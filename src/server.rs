use std::sync::Arc;

use axum::{
    extract::{DefaultBodyLimit, State},
    response::Json,
    routing::{get, post},
    Router,
};
use serde_json::{json, Value};
use tokio::net::TcpListener;
use tower::ServiceBuilder;
use tower_http::{cors::CorsLayer, trace::TraceLayer};

use crate::{
    completion::{ChatInput, CompletionResult},
    config::Config,
    errors::{AppError, AppResult},
    orchestrator::{FallbackOrchestrator, ProviderSelector},
    transport::{HttpTransport, Transport},
};

/// 应用程序状态 - 在所有请求处理器之间共享
///
/// 配置与编排器在启动时构建，之后只读，无需加锁
#[derive(Clone)]
pub struct AppState {
    /// 应用程序配置（只读共享）
    pub config: Arc<Config>,
    /// 提供商回退编排器
    pub orchestrator: Arc<FallbackOrchestrator>,
}

impl AppState {
    /// Create application state with the pooled HTTP transport
    pub fn new(config: Config) -> AppResult<Self> {
        let transport = HttpTransport::with_default_client()?;
        Ok(Self::with_transport(config, Arc::new(transport)))
    }

    /// Create application state over any transport
    pub fn with_transport(config: Config, transport: Arc<dyn Transport>) -> Self {
        let orchestrator = FallbackOrchestrator::from_config(&config, transport);
        Self {
            config: Arc::new(config),
            orchestrator: Arc::new(orchestrator),
        }
    }
}

/// Create the main application router with all routes and middleware
pub fn create_app(state: AppState) -> Router {
    let body_limit = state.config.server.max_request_size_bytes;

    Router::new()
        .route("/api/chat", post(chat_handler))
        .route("/api/health", get(health_handler))
        .with_state(state)
        .layer(
            ServiceBuilder::new()
                .layer(TraceLayer::new_for_http())
                .layer(CorsLayer::permissive())
                .layer(DefaultBodyLimit::max(body_limit)),
        )
}

/// Start the HTTP server
pub async fn start_server(config: Config) -> AppResult<()> {
    let addr = format!("{}:{}", config.server.host, config.server.port);
    let app_state = AppState::new(config)?;

    tracing::info!(
        candidates = ?app_state.orchestrator.candidate_order(),
        dispatchable = ?app_state.orchestrator.registry().dispatchable_ids(),
        "Provider registry ready"
    );

    let app = create_app(app_state);

    let listener = TcpListener::bind(&addr).await
        .map_err(|e| AppError::ConfigError(format!("Failed to bind to {}: {}", addr, e)))?;

    tracing::info!("AI fallback server starting on {}", addr);
    tracing::info!("Available endpoints:");
    tracing::info!("  POST /api/chat   - Chat completion with provider fallback");
    tracing::info!("  GET  /api/health - Health check");

    axum::serve(listener, app).await
        .map_err(|e| AppError::InternalServerError(format!("Server error: {}", e)))?;

    Ok(())
}

// Request Handlers

/// Handle chat completion requests
///
/// If the client disconnects, axum drops this future, which aborts the
/// in-flight upstream call and stops the fallback chain.
async fn chat_handler(
    State(state): State<AppState>,
    Json(input): Json<ChatInput>,
) -> AppResult<Json<CompletionResult>> {
    let selector = ProviderSelector::parse(input.selector());

    tracing::info!(
        selector = %selector,
        message_len = input.message.len(),
        has_image = input.image.is_some(),
        history_len = input.chat_history.len(),
        "Processing chat request"
    );

    let request = input.into_request(&state.config.prompt)?;
    let result = state.orchestrator.run(&selector, &request).await?;

    Ok(Json(result))
}

/// Handle service health check
async fn health_handler(State(state): State<AppState>) -> Json<Value> {
    Json(json!({
        "status": "ok",
        "message": "Server is running",
        "version": env!("CARGO_PKG_VERSION"),
        "providers": state.orchestrator.registry().dispatchable_ids(),
        "timestamp": chrono::Utc::now().to_rfc3339(),
    }))
}
//! Paragraph post-processing for the winning completion text.
//!
//! The transform is not idempotent: running it over its own output wraps the
//! `<p>` markup a second time. The orchestrator applies it exactly once.

use std::sync::LazyLock;

use regex::Regex;

/// `-` or `\-` list marker at the start of a line, with the spacing after it
///
/// A dash that ends its line is a marker too; it takes its own line break
/// with it, but never a second one, so paragraphs stay apart.
static LIST_MARKER: LazyLock<Regex> = LazyLock::new(|| {
    Regex::new(r"(?m)^[ \t]*\\?-(?:[ \t]*(?:\r?\n|$)|[ \t]+)").expect("list marker pattern is valid")
});

/// A line break, optional whitespace, and another line break
static PARAGRAPH_BREAK: LazyLock<Regex> =
    LazyLock::new(|| Regex::new(r"\n\s*\n").expect("paragraph break pattern is valid"));

/// Normalize completion text into `<p>`-wrapped paragraphs.
///
/// ```
/// use ai_fallback::formatter::format_paragraphs;
///
/// assert_eq!(format_paragraphs("- a\n\nb"), "<p>a</p><p>b</p>");
/// ```
pub fn format_paragraphs(text: &str) -> String {
    let trimmed = text.trim();
    if trimmed.is_empty() {
        return String::new();
    }

    let unmarked = LIST_MARKER.replace_all(trimmed, "");

    PARAGRAPH_BREAK
        .split(&unmarked)
        .map(str::trim)
        .filter(|group| !group.is_empty())
        .map(|group| format!("<p>{}</p>", group))
        .collect()
}
use ai_fallback::config::{
    Config, LoggingConfig, PromptConfig, ProviderDetail, ProviderKind, RoutingConfig, ServerConfig,
};
use ai_fallback::providers::{ProviderRegistry, openai::OpenAIAdapter};
use std::collections::HashMap;
use std::sync::Arc;

fn create_test_config() -> Config {
    let mut providers = HashMap::new();
    providers.insert(
        "gemini".to_string(),
        ProviderDetail::new(
            "gemini-key",
            "https://generativelanguage.googleapis.com/v1/models/gemini-2.0-flash:generateContent",
            "gemini-2.0-flash",
        ),
    );
    providers.insert(
        "deepseek".to_string(),
        ProviderDetail::new("", "https://api.deepseek.com/v1/chat/completions", "deepseek-chat"),
    );

    let mut groq = ProviderDetail::new("groq-key", "https://api.groq.com/openai/v1/chat/completions", "llama3-8b-8192");
    groq.enabled = false;
    providers.insert("groq".to_string(), groq);

    let mut vertex = ProviderDetail::new("vertex-key", "https://vertex.example.com/generate", "gemini-pro");
    vertex.kind = Some(ProviderKind::Gemini);
    providers.insert("vertex".to_string(), vertex);

    Config {
        server: ServerConfig::default(),
        providers,
        routing: RoutingConfig {
            candidate_order: vec!["gemini".to_string(), "deepseek".to_string()],
        },
        prompt: PromptConfig::default(),
        logging: LoggingConfig::default(),
    }
}

#[test]
fn test_provider_registry_creation() {
    let registry = ProviderRegistry::from_config(&create_test_config());

    assert_eq!(registry.len(), 4);
    assert!(!registry.is_empty());
    assert_eq!(registry.get_provider_ids(), vec!["deepseek", "gemini", "groq", "vertex"]);
}

#[test]
fn test_adapter_family_selection() {
    let registry = ProviderRegistry::from_config(&create_test_config());

    assert_eq!(registry.get("gemini").unwrap().adapter.family(), "gemini");
    assert_eq!(registry.get("deepseek").unwrap().adapter.family(), "openai");
    assert_eq!(registry.get("groq").unwrap().adapter.family(), "openai");
    // Explicit kind wins over the id
    assert_eq!(registry.get("vertex").unwrap().adapter.family(), "gemini");
}

#[test]
fn test_dispatchable_ids_require_enabled_and_secret() {
    let registry = ProviderRegistry::from_config(&create_test_config());
    assert_eq!(registry.dispatchable_ids(), vec!["gemini", "vertex"]);
}

#[test]
fn test_unknown_provider_lookup() {
    let registry = ProviderRegistry::from_config(&create_test_config());
    assert!(registry.get("mistral").is_none());
    assert!(!registry.contains("mistral"));
    assert!(registry.contains("gemini"));
}

#[test]
fn test_register_replaces_existing_entry() {
    let mut registry = ProviderRegistry::new_empty();
    assert!(registry.is_empty());

    registry
        .register(
            "local",
            ProviderDetail::new("k1", "http://localhost:8080/v1/chat/completions", "m1"),
            Arc::new(OpenAIAdapter::new()),
        )
        .register(
            "local",
            ProviderDetail::new("k2", "http://localhost:8080/v1/chat/completions", "m2"),
            Arc::new(OpenAIAdapter::new()),
        );

    assert_eq!(registry.len(), 1);
    assert_eq!(registry.get("local").unwrap().detail.model, "m2");
}

#[test]
fn test_registry_debug_hides_secrets() {
    let registry = ProviderRegistry::from_config(&create_test_config());
    let debug = format!("{:?}", registry);
    assert!(!debug.contains("gemini-key"));
    assert!(!debug.contains("vertex-key"));
}
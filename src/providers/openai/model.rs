use serde::{Deserialize, Serialize};

// OpenAI-compatible chat completion structures (OpenAI, DeepSeek, Groq)
#[derive(Serialize, Debug)]
pub struct OpenAIRequest {
    pub model: String,
    pub messages: Vec<OpenAIMessage>,
    pub temperature: f32,
    pub max_tokens: u32,
    pub top_p: f32,
}

#[derive(Serialize, Deserialize, Debug, Clone, PartialEq)]
pub struct OpenAIMessage {
    pub role: String,
    pub content: String,
}

impl OpenAIMessage {
    pub fn new(role: impl Into<String>, content: impl Into<String>) -> Self {
        Self {
            role: role.into(),
            content: content.into(),
        }
    }
}

// Only the fields read back are modelled; everything else in the body is ignored
#[derive(Deserialize, Debug)]
pub struct OpenAIResponse {
    pub choices: Vec<OpenAIChoice>,
}

#[derive(Deserialize, Debug)]
pub struct OpenAIChoice {
    pub message: OpenAIResponseMessage,
    #[serde(default)]
    pub finish_reason: Option<String>,
}

#[derive(Deserialize, Debug)]
pub struct OpenAIResponseMessage {
    #[serde(default)]
    pub content: Option<String>,
}
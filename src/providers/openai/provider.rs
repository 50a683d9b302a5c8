use reqwest::header::{AUTHORIZATION, CONTENT_TYPE};
use serde::Deserialize;
use serde_json::Value;

use crate::{
    completion::CompletionRequest,
    config::ProviderDetail,
    providers::{OutboundRequest, ProviderAdapter, TOP_P, openai::*},
};

/// Adapter for providers with a turn-based `messages` array and bearer auth
#[derive(Debug, Default, Clone, Copy)]
pub struct OpenAIAdapter;

impl OpenAIAdapter {
    pub fn new() -> Self {
        Self
    }

    /// Convert a completion request to the OpenAI chat format
    ///
    /// Order: optional system entry, history as given, then the current user turn.
    pub fn convert_request(&self, model: &str, request: &CompletionRequest) -> OpenAIRequest {
        let mut messages = Vec::with_capacity(request.history.len() + 2);

        if let Some(system) = request.system_text() {
            messages.push(OpenAIMessage::new("system", system));
        }

        messages.extend(
            request
                .history
                .iter()
                .map(|turn| OpenAIMessage::new(turn.role.as_str(), turn.content.clone())),
        );

        messages.push(OpenAIMessage::new("user", request.message_text.clone()));

        OpenAIRequest {
            model: model.to_string(),
            messages,
            temperature: request.temperature,
            max_tokens: request.max_tokens,
            top_p: TOP_P,
        }
    }
}

impl ProviderAdapter for OpenAIAdapter {
    fn family(&self) -> &'static str {
        "openai"
    }

    fn build_request(
        &self,
        provider: &ProviderDetail,
        request: &CompletionRequest,
    ) -> Result<OutboundRequest, String> {
        if request.image.is_some() {
            // No multimodal support here; the text still goes through
            tracing::debug!("Image attachment ignored by turn-based provider");
        }

        let body = serde_json::to_value(self.convert_request(&provider.model, request))
            .map_err(|e| format!("Failed to encode chat request: {}", e))?;

        OutboundRequest::new(provider.api_base.clone(), body)
            .header(CONTENT_TYPE, "application/json", false)?
            .header(AUTHORIZATION, &format!("Bearer {}", provider.api_key), true)
            .map_err(|_| "API key contains characters not allowed in a header".to_string())
    }

    fn extract_text(&self, body: &Value) -> Result<String, String> {
        let response = OpenAIResponse::deserialize(body)
            .map_err(|e| format!("Unexpected API response format: {}", e))?;

        let choice = response
            .choices
            .into_iter()
            .next()
            .ok_or_else(|| "No choices in API response".to_string())?;

        match choice.message.content {
            Some(text) if !text.trim().is_empty() => Ok(text),
            _ => Err("API response contained no message content".to_string()),
        }
    }
}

**Assigned task:** Return the opening line of the data and every line after it through the line containing "pub struct AppState", please, exactly as written and with nothing added.

**Result:**
filename src/server.rs
use std::sync::Arc;

use axum::{
    extract::{DefaultBodyLimit, State},
    response::Json,
    routing::{get, post},
    Router,
};
use serde_json::{json, Value};
use tokio::net::TcpListener;
use tower::ServiceBuilder;
use tower_http::{cors::CorsLayer, trace::TraceLayer};

use crate::{
    completion::{ChatInput, CompletionResult},
    config::Config,
    errors::{AppError, AppResult},
    orchestrator::{FallbackOrchestrator, ProviderSelector},
    transport::{HttpTransport, Transport},
};

/// 应用程序状态 - 在所有请求处理器之间共享
///
/// 配置与编排器在启动时构建，之后只读，无需加锁
#[derive(Clone)]
pub struct AppState {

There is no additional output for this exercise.